Void Galaxies Follow a Distinct Evolutionary Path in the Environmental COntext Catalog

2021 
We measure the environmental dependence, where environment is defined by the distance to the third nearest neighbor, of multiple galaxy properties inside the Environmental COntext (ECO) catalog. We focus primarily on void galaxies, which we define as the $10 \%$ of galaxies having the lowest local density. We compare the properties of void and non-void galaxies: baryonic mass, color, fractional stellar mass growth rate (FSMGR), morphology, and gas-to-stellar-mass ratio (estimated from a combination of HI data and photometric gas fractions calibrated with the RESOLVE survey).
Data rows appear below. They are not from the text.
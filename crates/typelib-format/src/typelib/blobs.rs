//! Fixed-size blob rows.
//!
//! Every row type decodes from the start of a byte slice. Trailing arrays
//! (enum values, object members, signature args, ...) are sequences of
//! rows laid out directly after the owning row, in a fixed order.

use super::type_ref::TypeRef;
use super::{read_i32_le, read_u16_le, read_u32_le};

/// A fixed-size row that can be decoded in place.
pub trait Blob: Sized {
    const SIZE: usize;

    fn from_bytes(bytes: &[u8]) -> Self;
}

impl Blob for TypeRef {
    const SIZE: usize = TypeRef::SIZE;

    fn from_bytes(bytes: &[u8]) -> Self {
        TypeRef::from_bytes(bytes)
    }
}

/// Flag bits, one module per row kind.
pub mod flags {
    pub mod function {
        pub const DEPRECATED: u16 = 1 << 0;
        pub const SETTER: u16 = 1 << 1;
        pub const GETTER: u16 = 1 << 2;
        pub const CONSTRUCTOR: u16 = 1 << 3;
        pub const WRAPS_VFUNC: u16 = 1 << 4;
        pub const METHOD: u16 = 1 << 5;
    }

    pub mod signal {
        pub const DEPRECATED: u16 = 1 << 0;
        pub const RUN_FIRST: u16 = 1 << 1;
        pub const RUN_LAST: u16 = 1 << 2;
        pub const RUN_CLEANUP: u16 = 1 << 3;
        pub const NO_RECURSE: u16 = 1 << 4;
        pub const DETAILED: u16 = 1 << 5;
        pub const ACTION: u16 = 1 << 6;
        pub const NO_HOOKS: u16 = 1 << 7;
        pub const HAS_CLASS_CLOSURE: u16 = 1 << 8;
        pub const TRUE_STOPS_EMIT: u16 = 1 << 9;
    }

    pub mod vfunc {
        pub const MUST_CHAIN_UP: u16 = 1 << 0;
        pub const MUST_BE_IMPLEMENTED: u16 = 1 << 1;
        pub const MUST_NOT_BE_IMPLEMENTED: u16 = 1 << 2;
        pub const CLASS_CLOSURE: u16 = 1 << 3;
        pub const HAS_SIGNAL: u16 = 1 << 4;
    }

    pub mod arg {
        pub const IN: u16 = 1 << 0;
        pub const OUT: u16 = 1 << 1;
        pub const DIPPER: u16 = 1 << 2;
        pub const NULL_OK: u16 = 1 << 3;
        pub const OPTIONAL: u16 = 1 << 4;
        pub const TRANSFER_OWNERSHIP: u16 = 1 << 5;
        pub const TRANSFER_CONTAINER_OWNERSHIP: u16 = 1 << 6;
        pub const RETURN_VALUE: u16 = 1 << 7;
    }

    pub mod signature {
        pub const MAY_RETURN_NULL: u16 = 1 << 0;
        pub const CALLER_OWNS_RETURN_VALUE: u16 = 1 << 1;
        pub const CALLER_OWNS_RETURN_CONTAINER: u16 = 1 << 2;
    }

    pub mod property {
        pub const DEPRECATED: u32 = 1 << 0;
        pub const READABLE: u32 = 1 << 1;
        pub const WRITABLE: u32 = 1 << 2;
        pub const CONSTRUCT: u32 = 1 << 3;
        pub const CONSTRUCT_ONLY: u32 = 1 << 4;
    }

    pub mod field {
        pub const READABLE: u8 = 1 << 0;
        pub const WRITABLE: u8 = 1 << 1;
    }

    /// Shared by value, callback, constant and error domain rows.
    pub const DEPRECATED: u16 = 1 << 0;

    pub mod value {
        pub const DEPRECATED: u32 = 1 << 0;
        /// The stored bits are an unsigned value.
        pub const UNSIGNED: u32 = 1 << 1;
    }

    /// Shared by enum, struct, union, object and interface rows.
    pub mod registered {
        pub const DEPRECATED: u16 = 1 << 0;
        pub const UNREGISTERED: u16 = 1 << 1;
        pub const DISCRIMINATED: u16 = 1 << 2;
    }

    pub mod array {
        pub const POINTER: u8 = 1 << 0;
        pub const ZERO_TERMINATED: u8 = 1 << 1;
        pub const HAS_LENGTH: u8 = 1 << 2;
    }
}

// ============================================================================
// Callables
// ============================================================================

#[derive(Clone, Copy, Debug, PartialEq, Eq)]
pub struct FunctionBlob {
    pub blob_type: u16,
    pub flags: u16,
    /// Vfunc index when wrapping a vfunc, property index for accessors.
    pub index: u16,
    pub name: u32,
    pub symbol: u32,
    pub signature: u32,
}

impl Blob for FunctionBlob {
    const SIZE: usize = 20;

    fn from_bytes(bytes: &[u8]) -> Self {
        Self {
            blob_type: read_u16_le(bytes, 0),
            flags: read_u16_le(bytes, 2),
            index: read_u16_le(bytes, 4),
            name: read_u32_le(bytes, 8),
            symbol: read_u32_le(bytes, 12),
            signature: read_u32_le(bytes, 16),
        }
    }
}

#[derive(Clone, Copy, Debug, PartialEq, Eq)]
pub struct CallbackBlob {
    pub blob_type: u16,
    pub flags: u16,
    pub name: u32,
    pub signature: u32,
}

impl Blob for CallbackBlob {
    const SIZE: usize = 12;

    fn from_bytes(bytes: &[u8]) -> Self {
        Self {
            blob_type: read_u16_le(bytes, 0),
            flags: read_u16_le(bytes, 2),
            name: read_u32_le(bytes, 4),
            signature: read_u32_le(bytes, 8),
        }
    }
}

#[derive(Clone, Copy, Debug, PartialEq, Eq)]
pub struct SignalBlob {
    pub flags: u16,
    /// Index of the class-closure vfunc within the owner.
    pub class_closure: u16,
    pub name: u32,
    pub signature: u32,
}

impl Blob for SignalBlob {
    const SIZE: usize = 12;

    fn from_bytes(bytes: &[u8]) -> Self {
        Self {
            flags: read_u16_le(bytes, 0),
            class_closure: read_u16_le(bytes, 2),
            name: read_u32_le(bytes, 4),
            signature: read_u32_le(bytes, 8),
        }
    }
}

#[derive(Clone, Copy, Debug, PartialEq, Eq)]
pub struct VFuncBlob {
    pub name: u32,
    pub flags: u16,
    /// Index of the signal within the owner.
    pub signal: u16,
    pub struct_offset: u16,
    pub signature: u32,
}

impl Blob for VFuncBlob {
    const SIZE: usize = 16;

    fn from_bytes(bytes: &[u8]) -> Self {
        Self {
            name: read_u32_le(bytes, 0),
            flags: read_u16_le(bytes, 4),
            signal: read_u16_le(bytes, 6),
            struct_offset: read_u16_le(bytes, 8),
            signature: read_u32_le(bytes, 12),
        }
    }
}

#[derive(Clone, Copy, Debug, PartialEq, Eq)]
pub struct ArgBlob {
    pub name: u32,
    pub flags: u16,
    pub ty: TypeRef,
}

impl Blob for ArgBlob {
    const SIZE: usize = 16;

    fn from_bytes(bytes: &[u8]) -> Self {
        Self {
            name: read_u32_le(bytes, 0),
            flags: read_u16_le(bytes, 4),
            ty: TypeRef::from_bytes(&bytes[8..]),
        }
    }
}

/// Header of a signature blob, followed by `n_arguments` arg rows.
#[derive(Clone, Copy, Debug, PartialEq, Eq)]
pub struct SignatureBlob {
    pub return_type: TypeRef,
    pub flags: u16,
    pub n_arguments: u16,
}

impl Blob for SignatureBlob {
    const SIZE: usize = 16;

    fn from_bytes(bytes: &[u8]) -> Self {
        Self {
            return_type: TypeRef::from_bytes(bytes),
            flags: read_u16_le(bytes, 8),
            n_arguments: read_u16_le(bytes, 10),
        }
    }
}

// ============================================================================
// Members
// ============================================================================

#[derive(Clone, Copy, Debug, PartialEq, Eq)]
pub struct PropertyBlob {
    pub name: u32,
    pub flags: u32,
    pub ty: TypeRef,
}

impl Blob for PropertyBlob {
    const SIZE: usize = 16;

    fn from_bytes(bytes: &[u8]) -> Self {
        Self {
            name: read_u32_le(bytes, 0),
            flags: read_u32_le(bytes, 4),
            ty: TypeRef::from_bytes(&bytes[8..]),
        }
    }
}

#[derive(Clone, Copy, Debug, PartialEq, Eq)]
pub struct FieldBlob {
    pub name: u32,
    pub flags: u8,
    pub bits: u8,
    pub struct_offset: u16,
    pub ty: TypeRef,
}

impl Blob for FieldBlob {
    const SIZE: usize = 16;

    fn from_bytes(bytes: &[u8]) -> Self {
        Self {
            name: read_u32_le(bytes, 0),
            flags: bytes[4],
            bits: bytes[5],
            struct_offset: read_u16_le(bytes, 6),
            ty: TypeRef::from_bytes(&bytes[8..]),
        }
    }
}

#[derive(Clone, Copy, Debug, PartialEq, Eq)]
pub struct ValueBlob {
    pub flags: u32,
    pub name: u32,
    /// Raw bit pattern; see [`ValueBlob::value`].
    pub bits: u32,
}

impl ValueBlob {
    pub fn is_unsigned(&self) -> bool {
        self.flags & flags::value::UNSIGNED != 0
    }

    pub fn value(&self) -> i64 {
        if self.is_unsigned() {
            i64::from(self.bits)
        } else {
            i64::from(self.bits as i32)
        }
    }
}

impl Blob for ValueBlob {
    const SIZE: usize = 12;

    fn from_bytes(bytes: &[u8]) -> Self {
        Self {
            flags: read_u32_le(bytes, 0),
            name: read_u32_le(bytes, 4),
            bits: read_u32_le(bytes, 8),
        }
    }
}

#[derive(Clone, Copy, Debug, PartialEq, Eq)]
pub struct ConstantBlob {
    pub blob_type: u16,
    pub flags: u16,
    pub name: u32,
    pub ty: TypeRef,
    /// Byte length of the value.
    pub size: u32,
    /// Absolute offset of the value bytes.
    pub offset: u32,
}

impl Blob for ConstantBlob {
    const SIZE: usize = 24;

    fn from_bytes(bytes: &[u8]) -> Self {
        Self {
            blob_type: read_u16_le(bytes, 0),
            flags: read_u16_le(bytes, 2),
            name: read_u32_le(bytes, 4),
            ty: TypeRef::from_bytes(&bytes[8..]),
            size: read_u32_le(bytes, 16),
            offset: read_u32_le(bytes, 20),
        }
    }
}

// ============================================================================
// Registered types
// ============================================================================

#[derive(Clone, Copy, Debug, PartialEq, Eq)]
pub struct ErrorDomainBlob {
    pub blob_type: u16,
    pub flags: u16,
    pub name: u32,
    pub get_quark: u32,
    /// Directory ref of the code enum.
    pub error_codes: u16,
}

impl Blob for ErrorDomainBlob {
    const SIZE: usize = 16;

    fn from_bytes(bytes: &[u8]) -> Self {
        Self {
            blob_type: read_u16_le(bytes, 0),
            flags: read_u16_le(bytes, 2),
            name: read_u32_le(bytes, 4),
            get_quark: read_u32_le(bytes, 8),
            error_codes: read_u16_le(bytes, 12),
        }
    }
}

/// The common prefix of enum, struct, union, object and interface rows.
#[derive(Clone, Copy, Debug, PartialEq, Eq)]
pub struct RegisteredHead {
    pub blob_type: u16,
    pub flags: u16,
    pub name: u32,
    pub gtype_name: u32,
    pub gtype_init: u32,
}

impl RegisteredHead {
    pub const SIZE: usize = 16;

    fn from_bytes(bytes: &[u8]) -> Self {
        Self {
            blob_type: read_u16_le(bytes, 0),
            flags: read_u16_le(bytes, 2),
            name: read_u32_le(bytes, 4),
            gtype_name: read_u32_le(bytes, 8),
            gtype_init: read_u32_le(bytes, 12),
        }
    }
}

#[derive(Clone, Copy, Debug, PartialEq, Eq)]
pub struct EnumBlob {
    pub head: RegisteredHead,
    pub n_values: u16,
}

impl Blob for EnumBlob {
    const SIZE: usize = 20;

    fn from_bytes(bytes: &[u8]) -> Self {
        Self {
            head: RegisteredHead::from_bytes(bytes),
            n_values: read_u16_le(bytes, 16),
        }
    }
}

#[derive(Clone, Copy, Debug, PartialEq, Eq)]
pub struct StructBlob {
    pub head: RegisteredHead,
    pub n_fields: u16,
    pub n_methods: u16,
}

impl Blob for StructBlob {
    const SIZE: usize = 20;

    fn from_bytes(bytes: &[u8]) -> Self {
        Self {
            head: RegisteredHead::from_bytes(bytes),
            n_fields: read_u16_le(bytes, 16),
            n_methods: read_u16_le(bytes, 18),
        }
    }
}

#[derive(Clone, Copy, Debug, PartialEq, Eq)]
pub struct UnionBlob {
    pub head: RegisteredHead,
    pub n_fields: u16,
    pub n_functions: u16,
    pub n_discriminators: u16,
    pub discriminator_offset: i32,
    /// All zero for a union without discriminator.
    pub discriminator_type: TypeRef,
}

impl Blob for UnionBlob {
    const SIZE: usize = 36;

    fn from_bytes(bytes: &[u8]) -> Self {
        Self {
            head: RegisteredHead::from_bytes(bytes),
            n_fields: read_u16_le(bytes, 16),
            n_functions: read_u16_le(bytes, 18),
            n_discriminators: read_u16_le(bytes, 20),
            discriminator_offset: read_i32_le(bytes, 24),
            discriminator_type: TypeRef::from_bytes(&bytes[28..]),
        }
    }
}

#[derive(Clone, Copy, Debug, PartialEq, Eq)]
pub struct ObjectBlob {
    pub head: RegisteredHead,
    pub parent: u16,
    pub n_interfaces: u16,
    pub n_fields: u16,
    pub n_properties: u16,
    pub n_methods: u16,
    pub n_signals: u16,
    pub n_vfuncs: u16,
    pub n_constants: u16,
}

impl Blob for ObjectBlob {
    const SIZE: usize = 36;

    fn from_bytes(bytes: &[u8]) -> Self {
        Self {
            head: RegisteredHead::from_bytes(bytes),
            parent: read_u16_le(bytes, 16),
            n_interfaces: read_u16_le(bytes, 18),
            n_fields: read_u16_le(bytes, 20),
            n_properties: read_u16_le(bytes, 22),
            n_methods: read_u16_le(bytes, 24),
            n_signals: read_u16_le(bytes, 26),
            n_vfuncs: read_u16_le(bytes, 28),
            n_constants: read_u16_le(bytes, 30),
        }
    }
}

#[derive(Clone, Copy, Debug, PartialEq, Eq)]
pub struct InterfaceBlob {
    pub head: RegisteredHead,
    pub n_prerequisites: u16,
    pub n_properties: u16,
    pub n_methods: u16,
    pub n_signals: u16,
    pub n_vfuncs: u16,
    pub n_constants: u16,
}

impl Blob for InterfaceBlob {
    const SIZE: usize = 32;

    fn from_bytes(bytes: &[u8]) -> Self {
        Self {
            head: RegisteredHead::from_bytes(bytes),
            n_prerequisites: read_u16_le(bytes, 16),
            n_properties: read_u16_le(bytes, 18),
            n_methods: read_u16_le(bytes, 20),
            n_signals: read_u16_le(bytes, 22),
            n_vfuncs: read_u16_le(bytes, 24),
            n_constants: read_u16_le(bytes, 26),
        }
    }
}

// ============================================================================
// Complex types
// ============================================================================

#[derive(Clone, Copy, Debug, PartialEq, Eq)]
pub struct ArrayTypeBlob {
    pub tag: u8,
    pub flags: u8,
    /// Index of the length parameter, valid with `HAS_LENGTH`.
    pub length: u16,
    pub element: TypeRef,
}

impl Blob for ArrayTypeBlob {
    const SIZE: usize = 16;

    fn from_bytes(bytes: &[u8]) -> Self {
        Self {
            tag: bytes[0],
            flags: bytes[1],
            length: read_u16_le(bytes, 2),
            element: TypeRef::from_bytes(&bytes[8..]),
        }
    }
}

/// List, slist or hash: followed by `n_types` type refs.
#[derive(Clone, Copy, Debug, PartialEq, Eq)]
pub struct ParamTypeBlob {
    pub tag: u8,
    pub flags: u8,
    pub n_types: u16,
}

impl Blob for ParamTypeBlob {
    const SIZE: usize = 8;

    fn from_bytes(bytes: &[u8]) -> Self {
        Self {
            tag: bytes[0],
            flags: bytes[1],
            n_types: read_u16_le(bytes, 2),
        }
    }
}

/// Followed by `n_domains` u16 directory refs.
#[derive(Clone, Copy, Debug, PartialEq, Eq)]
pub struct ErrorTypeBlob {
    pub tag: u8,
    pub flags: u8,
    pub n_domains: u16,
}

impl Blob for ErrorTypeBlob {
    const SIZE: usize = 8;

    fn from_bytes(bytes: &[u8]) -> Self {
        Self {
            tag: bytes[0],
            flags: bytes[1],
            n_domains: read_u16_le(bytes, 2),
        }
    }
}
Our void galaxies typically have lower baryonic masses than galaxies in denser environments, and they display the properties expected of a lower mass population: they have more late-types, are bluer, have higher FSMGR, and are more gas rich. We control for baryonic mass and investigate the extent to which void galaxies are different at fixed mass. Void galaxies are bluer, more gas-rich, and more star forming at fixed mass than non-void galaxies, which is a possible signature of galaxy assembly bias. Furthermore, we show that these trends persist even at fixed mass and morphology, and we find that voids host a distinct population of early-types that are bluer and more star-forming than the typical red and quenched early-types. In addition to these empirical observational results, we also present theoretical results from mock catalogs with built-in galaxy assembly bias. We show that a simple matching of galaxy properties to (sub)halo properties, such as mass and age, can recover the observed environmental trends in ECO galaxies.